Driving Pressure as a Ventilator Target
The 2015 retrospective analysis by Amato et al. (NEJM) demonstrated that driving pressure (Pplat − PEEP) was more strongly associated with survival than either Pplat or PEEP alone, across multiple RCT datasets. Driving pressure ≤15 cmH2O appears to be the key mechanical threshold. Prospective trials specifically targeting driving pressure reduction as the primary ventilator management goal are ongoing.
Ultra-Protective Ventilation with Extracorporeal CO2 Removal (ECCO2R)
Low-flow ECCO2R devices enable tidal volume reduction below 6 ml/kg IBW (to 3–4 ml/kg) without hypercapnia by removing CO2 extracorporeally. The REST trial (McNamee et al., JAMA 2021) found no mortality benefit of very low Vt (3 ml/kg) ventilation with ECCO2R versus standard LPV and signal toward harm, including more bleeding events in the ECCO2R arm. Ultra-protective ventilation via ECCO2R requires further investigation with refined patient selection.
Awake Prone Positioning (APP)
Several RCTs during the COVID-19 pandemic investigated APP in non-intubated patients receiving HFNC or NIV. The PROFIT trial and meta-analyses suggest that APP reduces intubation rates in selected patients with COVID-19-associated hypoxemic respiratory failure, though benefits in non-COVID ARDS remain less established. Duration of 8–16 hours per day of APP appears necessary for meaningful benefit.
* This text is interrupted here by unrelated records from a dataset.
//! WebSocket route handler
//!
//! Pushes everything published on the event store (relayed stream events and
//! merged market snapshots) to connected clients as `{channel, payload}` text
//! frames. Inbound frames other than close are ignored.

use axum::{
    extract::{
        ws::{Message, WebSocket, WebSocketUpgrade},
        State,
    },
    response::IntoResponse,
    routing::get,
    Router,
};
use futures_util::{SinkExt, StreamExt};
use tokio::sync::broadcast;
use tracing::{debug, error, info, warn};

use crate::AppState;

/// Create WebSocket routes
pub fn routes() -> Router<AppState> {
    Router::new().route("/ws", get(ws_handler))
}

/// WebSocket upgrade handler
async fn ws_handler(ws: WebSocketUpgrade, State(state): State<AppState>) -> impl IntoResponse {
    info!("WebSocket upgrade request received");
    ws.on_upgrade(move |socket| handle_socket(socket, state))
}

/// Handle an established WebSocket connection
async fn handle_socket(socket: WebSocket, state: AppState) {
    let (mut sender, mut receiver) = socket.split();
    let mut published = state.ctx.store.subscribe();

    // Task: forward published events to the client
    let mut send_task = tokio::spawn(async move {
        loop {
            let event = match published.recv().await {
                Ok(event) => event,
                Err(broadcast::error::RecvError::Lagged(n)) => {
                    warn!("WebSocket client lagged {} messages", n);
                    continue;
                }
                Err(broadcast::error::RecvError::Closed) => break,
            };

            let json = match serde_json::to_string(&event) {
                Ok(j) => j,
                Err(e) => {
                    error!("Failed to serialize message: {}", e);
                    continue;
                }
            };

            if sender.send(Message::Text(json.into())).await.is_err() {
                break;
            }
        }
    });

    // Task: drain inbound frames until the client goes away
    let mut recv_task = tokio::spawn(async move {
        while let Some(result) = receiver.next().await {
            match result {
                Ok(Message::Close(_)) => break,
                Ok(_) => {}
                Err(e) => {
                    debug!("WebSocket error: {}", e);
                    break;
                }
            }
        }
    });

    // Wait for either task to complete (connection closed)
    tokio::select! {
        _ = &mut send_task => recv_task.abort(),
        _ = &mut recv_task => send_task.abort(),
    }

    info!("WebSocket connection closed");
}
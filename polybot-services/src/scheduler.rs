//! Update Scheduler
//!
//! Drives the poll cycle: fetch the catalog snapshot, fetch the reference
//! book for each market, merge into the state table, notify subscribers,
//! sleep, repeat. A failed cycle is logged and the loop still sleeps before
//! the next one, so transient venue errors never end the loop.
//!
//! At most one cycle task exists at a time. `stop()` aborts it and waits for
//! it to finish; merges are synchronous so an abort never lands mid-record.

use std::sync::atomic::{AtomicU64, Ordering};
use std::sync::Arc;
use std::time::Duration;

use chrono::{DateTime, Utc};
use parking_lot::RwLock;
use serde::Serialize;
use tokio::sync::Mutex;
use tokio::task::JoinHandle;
use tracing::{debug, error, info, warn};

use polybot_core::{BookSource, CatalogSource, FetchResult};

use crate::config::IngestConfig;
use crate::fetcher::{fetch_book_or_none, fetch_snapshot};
use crate::notifier::SubscriberNotifier;
use crate::state_table::MarketStateTable;

/// Configuration for the update scheduler
#[derive(Debug, Clone)]
pub struct SchedulerConfig {
    /// Sleep between cycles, regardless of cycle duration or outcome
    pub update_interval: Duration,
    /// Maximum catalog records per cycle
    pub max_markets: usize,
}

impl Default for SchedulerConfig {
    fn default() -> Self {
        Self {
            update_interval: Duration::from_secs(1),
            max_markets: 100,
        }
    }
}

impl From<&IngestConfig> for SchedulerConfig {
    fn from(config: &IngestConfig) -> Self {
        Self {
            update_interval: config.update_interval,
            max_markets: config.max_markets,
        }
    }
}

/// Scheduler lifecycle
#[derive(Debug, Clone, Copy, PartialEq, Eq, Serialize)]
#[serde(rename_all = "snake_case")]
pub enum SchedulerState {
    Stopped,
    Running,
}

/// Counts from one completed cycle
#[derive(Debug, Clone, Default, PartialEq, Eq, Serialize)]
pub struct CycleReport {
    pub fetched: usize,
    pub merged: usize,
    pub rejected: usize,
    /// Markets merged without book data
    pub missing_books: usize,
}

/// How the last cycle ended
#[derive(Debug, Clone, PartialEq, Eq, Serialize)]
#[serde(tag = "outcome", rename_all = "snake_case")]
pub enum CycleOutcome {
    Completed(CycleReport),
    Failed { error: String },
}

/// Point-in-time scheduler status for health reporting
#[derive(Debug, Clone, Serialize)]
pub struct SchedulerStatus {
    pub state: SchedulerState,
    pub cycles_completed: u64,
    pub cycles_failed: u64,
    pub last_cycle_at: Option<DateTime<Utc>>,
    pub last_outcome: Option<CycleOutcome>,
}

#[derive(Debug, Default)]
struct CycleMetrics {
    completed: AtomicU64,
    failed: AtomicU64,
    last: RwLock<Option<(DateTime<Utc>, CycleOutcome)>>,
}

impl CycleMetrics {
    fn record(&self, outcome: CycleOutcome) {
        match outcome {
            CycleOutcome::Completed(_) => self.completed.fetch_add(1, Ordering::SeqCst),
            CycleOutcome::Failed { .. } => self.failed.fetch_add(1, Ordering::SeqCst),
        };
        *self.last.write() = Some((Utc::now(), outcome));
    }
}

/// Everything a cycle needs, shared with the spawned loop task
struct CycleRunner {
    catalog: Arc<dyn CatalogSource>,
    books: Arc<dyn BookSource>,
    table: Arc<MarketStateTable>,
    notifier: Arc<SubscriberNotifier>,
    config: SchedulerConfig,
    metrics: CycleMetrics,
}

impl CycleRunner {
    async fn run_cycle(&self) -> FetchResult<CycleReport> {
        let entries = fetch_snapshot(self.catalog.as_ref(), self.config.max_markets).await?;
        let mut report = CycleReport {
            fetched: entries.len(),
            ..CycleReport::default()
        };

        // Catalog order is preserved through to the merges
        for entry in entries {
            let keys = match entry.validate() {
                Ok(keys) => keys,
                Err(e) => {
                    warn!("Skipping catalog entry: {}", e);
                    report.rejected += 1;
                    continue;
                }
            };

            let book =
                fetch_book_or_none(self.books.as_ref(), &keys.market_id, &keys.token_ids[0]).await;
            if book.is_none() {
                report.missing_books += 1;
            }

            match self.table.merge(entry, book.as_ref()) {
                Ok(record) => {
                    report.merged += 1;
                    self.notifier.notify_all(&record).await;
                }
                Err(e) => {
                    warn!("Skipping catalog entry: {}", e);
                    report.rejected += 1;
                }
            }
        }

        Ok(report)
    }

    async fn run_and_record(&self) -> CycleOutcome {
        let outcome = match self.run_cycle().await {
            Ok(report) => {
                info!(
                    "Successfully updated {} of {} markets ({} rejected, {} without book)",
                    report.merged, report.fetched, report.rejected, report.missing_books
                );
                CycleOutcome::Completed(report)
            }
            Err(e) => {
                error!("Error in market update cycle: {}", e);
                CycleOutcome::Failed {
                    error: e.to_string(),
                }
            }
        };
        self.metrics.record(outcome.clone());
        outcome
    }

    async fn run_loop(self: Arc<Self>) {
        loop {
            self.run_and_record().await;
            debug!("Next market update in {:?}", self.config.update_interval);
            tokio::time::sleep(self.config.update_interval).await;
        }
    }
}

/// Fixed-interval poll loop over the catalog and book sources
pub struct UpdateScheduler {
    runner: Arc<CycleRunner>,
    task: Mutex<Option<JoinHandle<()>>>,
}

impl UpdateScheduler {
    pub fn new(
        catalog: Arc<dyn CatalogSource>,
        books: Arc<dyn BookSource>,
        table: Arc<MarketStateTable>,
        notifier: Arc<SubscriberNotifier>,
        config: SchedulerConfig,
    ) -> Self {
        Self {
            runner: Arc::new(CycleRunner {
                catalog,
                books,
                table,
                notifier,
                config,
                metrics: CycleMetrics::default(),
            }),
            task: Mutex::new(None),
        }
    }

    /// Spawn the cycle task. Returns `false` (and does nothing) if already running.
    pub async fn start(&self) -> bool {
        let mut task = self.task.lock().await;

        if task.as_ref().is_some_and(|handle| !handle.is_finished()) {
            warn!("Market data scheduler is already running");
            return false;
        }

        info!(
            "Starting market data scheduler ({:?} interval, max {} markets)",
            self.runner.config.update_interval, self.runner.config.max_markets
        );
        let runner = Arc::clone(&self.runner);
        *task = Some(tokio::spawn(runner.run_loop()));
        true
    }

    /// Cancel the cycle task and wait for it to terminate
    pub async fn stop(&self) {
        let mut task = self.task.lock().await;

        let Some(handle) = task.take() else {
            return;
        };

        info!("Stopping market data scheduler...");
        handle.abort();
        match handle.await {
            Ok(()) => {}
            Err(e) if e.is_cancelled() => info!("Market update loop cancelled"),
            Err(e) => error!("Market update loop ended abnormally: {}", e),
        }
        info!("Market data scheduler stopped");
    }

    /// Run a single cycle inline, outside the background loop
    pub async fn run_once(&self) -> CycleOutcome {
        self.runner.run_and_record().await
    }

    pub async fn state(&self) -> SchedulerState {
        match self.task.lock().await.as_ref() {
            Some(handle) if !handle.is_finished() => SchedulerState::Running,
            _ => SchedulerState::Stopped,
        }
    }

    pub async fn is_running(&self) -> bool {
        self.state().await == SchedulerState::Running
    }

    pub async fn status(&self) -> SchedulerStatus {
        let state = self.state().await;
        let metrics = &self.runner.metrics;
        let last = metrics.last.read().clone();

        SchedulerStatus {
            state,
            cycles_completed: metrics.completed.load(Ordering::SeqCst),
            cycles_failed: metrics.failed.load(Ordering::SeqCst),
            last_cycle_at: last.as_ref().map(|(at, _)| *at),
            last_outcome: last.map(|(_, outcome)| outcome),
        }
    }
}
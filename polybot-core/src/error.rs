//! Error types for the ingestion engine
//!
//! Each enum maps to one containment boundary: fetch errors are retried on the
//! next cycle, merge errors skip a single catalog entry, stream errors drive
//! reconnection, and config errors abort startup.

use thiserror::Error;

/// Failure retrieving the catalog or an order book from the venue
#[derive(Error, Debug, Clone, PartialEq, Eq)]
pub enum FetchError {
    #[error("Network error: {0}")]
    Network(String),

    #[error("API error ({status}): {body}")]
    Api { status: u16, body: String },

    #[error("Parse error: {0}")]
    Parse(String),
}

impl FetchError {
    pub fn network(msg: impl Into<String>) -> Self {
        FetchError::Network(msg.into())
    }

    pub fn api(status: u16, body: impl Into<String>) -> Self {
        FetchError::Api {
            status,
            body: body.into(),
        }
    }

    pub fn parse(msg: impl Into<String>) -> Self {
        FetchError::Parse(msg.into())
    }
}

/// A catalog entry that cannot become a `MarketRecord`, classified by the missing field
#[derive(Error, Debug, Clone, PartialEq, Eq)]
pub enum MergeError {
    #[error("market entry is missing an id")]
    MissingMarketId,

    #[error("market {market_id} is missing a condition id")]
    MissingConditionId { market_id: String },

    #[error("market {market_id} has no tokens")]
    NoTokens { market_id: String },

    #[error("market {market_id} has no valid token ids")]
    NoValidTokenIds { market_id: String },
}

/// Streaming connection failures
#[derive(Error, Debug, Clone, PartialEq, Eq)]
pub enum StreamError {
    /// Transport could not be opened, or failed while in use
    #[error("Connection error: {0}")]
    Connection(String),

    /// Control message attempted while no connection is open
    #[error("Subscription error: {0}")]
    Subscription(String),

    /// The connection was closed explicitly via `close()`
    #[error("Connection closed")]
    Closed,

    #[error("Reconnect attempts exhausted after {attempts} attempts")]
    ReconnectExhausted { attempts: u32 },

    #[error("Serialization error: {0}")]
    Serialize(String),
}

impl StreamError {
    pub fn connection(msg: impl Into<String>) -> Self {
        StreamError::Connection(msg.into())
    }

    pub fn subscription(msg: impl Into<String>) -> Self {
        StreamError::Subscription(msg.into())
    }
}

/// Startup configuration errors
#[derive(Error, Debug, Clone, PartialEq, Eq)]
pub enum ConfigError {
    #[error("Missing required setting: {0}")]
    Missing(String),

    #[error("Invalid value for {field}: {error}")]
    Invalid { field: String, error: String },
}

impl ConfigError {
    pub fn invalid(field: impl Into<String>, error: impl Into<String>) -> Self {
        ConfigError::Invalid {
            field: field.into(),
            error: error.into(),
        }
    }
}

/// Result type alias for fetch operations
pub type FetchResult<T> = Result<T, FetchError>;

/// Result type alias for streaming operations
pub type StreamResult<T> = Result<T, StreamError>;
Mesenchymal Stromal Cell (MSC) Therapy
MSCs exert immunomodulatory, anti-inflammatory, and reparative effects in preclinical ARDS models. Phase I/II trials (START-1, START-2) demonstrated safety and potential signals of efficacy. The ongoing Phase IIb START trial (NCT03818854) is evaluating MSC efficacy in ARDS with mortality as a secondary endpoint.
Keratinocyte Growth Factor (KGF) / Palifermin
KGF stimulates type II pneumocyte proliferation and enhances alveolar fluid clearance in preclinical models. The Phase II KARE trial found that KGF did not improve outcomes and was potentially harmful in ARDS, highlighting the challenge of translating preclinical biology into effective clinical interventions.
Biomarker-Guided Treatment
The SMART-ARDS adaptive platform trial and other biomarker-enrichment approaches are testing whether phenotyping at the bedside using readily available plasma markers (IL-8, TNFR1, protein C, PAI-1) can guide treatment allocation — matching patients to therapies they are most likely to benefit from, rather than applying uniform treatments across a heterogeneous syndrome.